Harmonise driving rules for HK and the mainland
Twenty years ago, few would have predicted that almost 10,000 private cars would have made two million trips between Hong Kong and Guangdong in 2002. Construction of the Guangzhou-Shenzhen Highway had barely started and its proponent, Gordon Wu Ying-sheung, was greeted with either admiration or derision for trying to prepare the mainland for the age of motoring. Now, Mr Wu has been proved a visionary and the highway has become a trunk road that has brought riches to cities and villages along the way.
In one crucial aspect, however, things have failed to change. It remains impossible for ordinary people from both sides to drive to the other side. The privilege of owning a car licensed to run in both Hong Kong and on the mainland is still reserved for the well-off, and the rules on obtaining such a licence remain obscure. Even the Transport Department in Hong Kong has refused to disclose the quota of cross-border vehicle licences.

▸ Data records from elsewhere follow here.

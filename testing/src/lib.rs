//! # Venuebook Testing
//!
//! Testing utilities and helpers for the venuebook composable architecture.
//!
//! This crate provides:
//! - Mock implementations of Environment traits
//! - A fluent Given-When-Then harness for reducers
//! - Assertion helpers for effects
//!
//! ## Example
//!
//! ```ignore
//! use venuebook_testing::{ReducerTest, assertions, test_clock};
//!
//! ReducerTest::new(AvailabilityReducer::new())
//!     .with_env(test_environment())
//!     .given_state(AvailabilityState::new("venue-1"))
//!     .when_action(AvailabilityAction::SearchChanged("smith".into()))
//!     .then_state(|state| assert_eq!(state.page, 1))
//!     .then_effects(assertions::assert_no_effects)
//!     .run();
//! ```

use chrono::{DateTime, Utc};
use venuebook_core::environment::Clock;


pub use reducer_test::{ReducerTest, assertions};

/// Mock implementations for testing.
pub mod mocks {
    use super::{Clock, DateTime, Utc};

    /// Fixed clock for deterministic tests
    ///
    /// Always returns the same time, making tests reproducible.
    ///
    /// # Example
    ///
    /// ```
    /// use venuebook_testing::mocks::FixedClock;
    /// use venuebook_core::environment::Clock;
    /// use chrono::Utc;
    ///
    /// let clock = FixedClock::new(Utc::now());
    /// let time1 = clock.now();
    /// let time2 = clock.now();
    /// assert_eq!(time1, time2); // Always the same!
    /// ```
    #[derive(Debug, Clone)]
    pub struct FixedClock {
        time: DateTime<Utc>,
    }

    impl FixedClock {
        /// Create a new fixed clock with the given time
        #[must_use]
        pub const fn new(time: DateTime<Utc>) -> Self {
            Self { time }
        }
    }

    impl Clock for FixedClock {
        fn now(&self) -> DateTime<Utc> {
            self.time
        }
    }

    /// Create a default fixed clock for tests (2025-01-01 00:00:00 UTC)
    ///
    /// # Panics
    ///
    /// This function will panic if the hardcoded timestamp fails to parse,
    /// which should never happen in practice.
    #[must_use]
    #[allow(clippy::expect_used)]
    pub fn test_clock() -> FixedClock {
        FixedClock::new(
            DateTime::parse_from_rfc3339("2025-01-01T00:00:00Z")
                .expect("hardcoded timestamp should always parse")
                .with_timezone(&Utc),
        )
    }
}

// Re-export commonly used items
pub use mocks::{FixedClock, test_clock};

That is unacceptable. With closer integration between Hong Kong and the mainland, more and more people on both sides have developed intimate social and business ties. Their aspirations to drive across the border should no longer be ignored. What is the rationale behind the current system of limiting the number of cross-border vehicles? On what criteria have the mainland authorities been issuing their permits? If the quota has been imposed because of the limited capacity of the existing crossings, then that should be relaxed when the Western Corridor linking Yuen Long and Shekou is completed in 2005. But that will still leave unanswered the question of how the licences are being awarded by the mainland authorities.
The motoring culture has definitely arrived on the mainland, with private car sales surpassing the one million mark last year and continuing to rise. Despite 'one country, two systems', people on both sides of the border have a right to ask why they cannot drive their cars across to the other side, subject to immigration rules, just as Americans and Canadians do.

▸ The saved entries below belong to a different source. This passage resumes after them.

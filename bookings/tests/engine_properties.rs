//! Property-based tests for the aggregation, grid and filter engine.

use chrono::NaiveDate;
use proptest::prelude::*;
use venuebook_bookings::{
    BookingDate, BookingEntry, BookingFilter, BookingStatus, MonthGrid, OverlapPolicy, Page,
    RawBooking, StatusFilter, VenueContext, expand, paginate,
};

fn arb_date() -> impl Strategy<Value = NaiveDate> {
    (2020i32..2035, 1u32..=12, 1u32..=28).prop_map(|(y, m, d)| {
        NaiveDate::from_ymd_opt(y, m, d).expect("day <= 28 is valid in every month")
    })
}

fn arb_status() -> impl Strategy<Value = BookingStatus> {
    prop_oneof![
        Just(BookingStatus::Pending),
        Just(BookingStatus::ApprovedPaid),
        Just(BookingStatus::ApprovedNotPaid),
        Just(BookingStatus::Cancelled),
        Just(BookingStatus::Rejected),
        "[A-Z_]{3,12}".prop_map(BookingStatus::from),
    ]
}

fn arb_raw_booking() -> impl Strategy<Value = RawBooking> {
    (
        "[A-Z][0-9]{1,4}",
        prop::collection::vec(arb_date(), 0..5),
        arb_status(),
        prop::option::of(0.0f64..10_000.0),
        prop::option::of("[A-Za-z ]{0,12}"),
        prop::option::of("[A-Za-z ]{0,12}"),
    )
        .prop_map(|(id, dates, status, amount, client, reason)| RawBooking {
            booking_id: id,
            booking_dates: dates.into_iter().map(|date| BookingDate { date }).collect(),
            booking_status: status,
            amount_to_be_paid: amount,
            created_by: client,
            booking_reason: reason,
            other_reason: None,
        })
}

fn arb_entries() -> impl Strategy<Value = Vec<BookingEntry>> {
    prop::collection::vec(arb_raw_booking(), 0..8)
        .prop_map(|raw| expand(&raw, &VenueContext::new("v1", "Main Hall")))
}

proptest! {
    #[test]
    fn expansion_yields_one_entry_per_date_in_order(raw in prop::collection::vec(arb_raw_booking(), 0..8)) {
        let venue = VenueContext::new("v1", "Main Hall");
        let entries = expand(&raw, &venue);

        let expected: usize = raw.iter().map(|b| b.booking_dates.len()).sum();
        prop_assert_eq!(entries.len(), expected);

        // Entries appear in record order, then date order within a record,
        // sharing the parent's id, status and amount
        let mut cursor = 0;
        for booking in &raw {
            for date_entry in &booking.booking_dates {
                let entry = &entries[cursor];
                prop_assert_eq!(&entry.id, &booking.booking_id);
                prop_assert_eq!(entry.date, date_entry.date);
                prop_assert_eq!(&entry.status, &booking.booking_status);
                prop_assert_eq!(entry.amount, booking.amount_to_be_paid.unwrap_or(0.0).max(0.0));
                prop_assert_eq!(&entry.venue_id, "v1");
                cursor += 1;
            }
        }
    }

    #[test]
    fn status_display_is_total(code in "[A-Z_]{0,16}") {
        let status = BookingStatus::from(code.clone());
        // Never panics, and unknown codes display as themselves
        let label = status.display_label().to_owned();
        prop_assert!(!label.is_empty() || code.is_empty());
    }

    #[test]
    fn filter_equals_intersection_of_predicates(
        entries in arb_entries(),
        search in "[a-z]{0,4}",
        only_pending in any::<bool>(),
        selected in prop::option::of(arb_date()),
    ) {
        let status = if only_pending {
            StatusFilter::Only(BookingStatus::Pending)
        } else {
            StatusFilter::All
        };
        let filter = BookingFilter { search: search.clone(), status: status.clone(), selected_date: selected };

        let combined = filter.apply(&entries);

        let search_only = BookingFilter { search, ..BookingFilter::default() };
        let status_only = BookingFilter { status, ..BookingFilter::default() };
        let date_only = BookingFilter { selected_date: selected, ..BookingFilter::default() };

        let intersection: Vec<BookingEntry> = entries
            .iter()
            .filter(|e| {
                search_only.matches(e) && status_only.matches(e) && date_only.matches(e)
            })
            .cloned()
            .collect();

        prop_assert_eq!(combined, intersection);
    }

    #[test]
    fn pagination_reconstructs_the_list(items in prop::collection::vec(any::<u32>(), 0..40), page_size in 1usize..10) {
        let first: Page<u32> = paginate(&items, page_size, 1);
        prop_assert!(first.total_pages >= 1);
        prop_assert_eq!(first.total_pages, items.len().div_ceil(page_size).max(1));

        let mut reconstructed = Vec::new();
        for page_number in 1..=first.total_pages {
            let page = paginate(&items, page_size, page_number);
            prop_assert!(page.items.len() <= page_size);
            prop_assert_eq!(page.total_pages, first.total_pages);
            reconstructed.extend(page.items);
        }
        prop_assert_eq!(reconstructed, items);
    }

    #[test]
    fn grid_shape_is_padding_plus_days(base in arb_date(), offset in -24i32..24, entries in arb_entries()) {
        let today = base;
        let grid = MonthGrid::build(base, offset, &entries, today, OverlapPolicy::FirstMatch);

        prop_assert_eq!(grid.cells.len(), grid.start_day_of_week() + grid.days_in_month());
        prop_assert!((28..=31).contains(&grid.days_in_month()));
        prop_assert!(grid.start_day_of_week() < 7);
        prop_assert!(grid.cells[..grid.start_day_of_week()].iter().all(|c| c.date.is_none()));
        prop_assert!(grid.cells[grid.start_day_of_week()..].iter().all(|c| c.date.is_some()));

        // Every day cell is today xor past xor future
        for cell in &grid.cells[grid.start_day_of_week()..] {
            prop_assert!(!(cell.is_today && cell.is_past));
        }
    }
}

The Beijing municipal government has recently adopted new rules allowing Hong Kong, Macau and Taiwan residents to obtain a three-month temporary driving licence in the capital without doing a local test. It is time Hong Kong and Guangdong moved to adopt similar arrangements or a system for the mutual recognition of driving qualifications. Also due for review is whether taking one's car across the border should remain a privilege reserved for a few.
A related issue that needs to be addressed is for Hong Kong to switch to driving on the right as the mainland does. For the sake of traffic safety, it simply makes no sense for this city to stick to the British way of driving on the left. Just think about how much easier it would be to drive north without having to switch lanes or worrying about crashing into oncoming traffic when trying to cut across lanes. Making the switch would involve elaborate planning on how Hong Kong roads may need to be modified and when and how vehicles with steering wheels on the left would be introduced. This is an issue that should no longer be dodged as it will only become more pressing over time.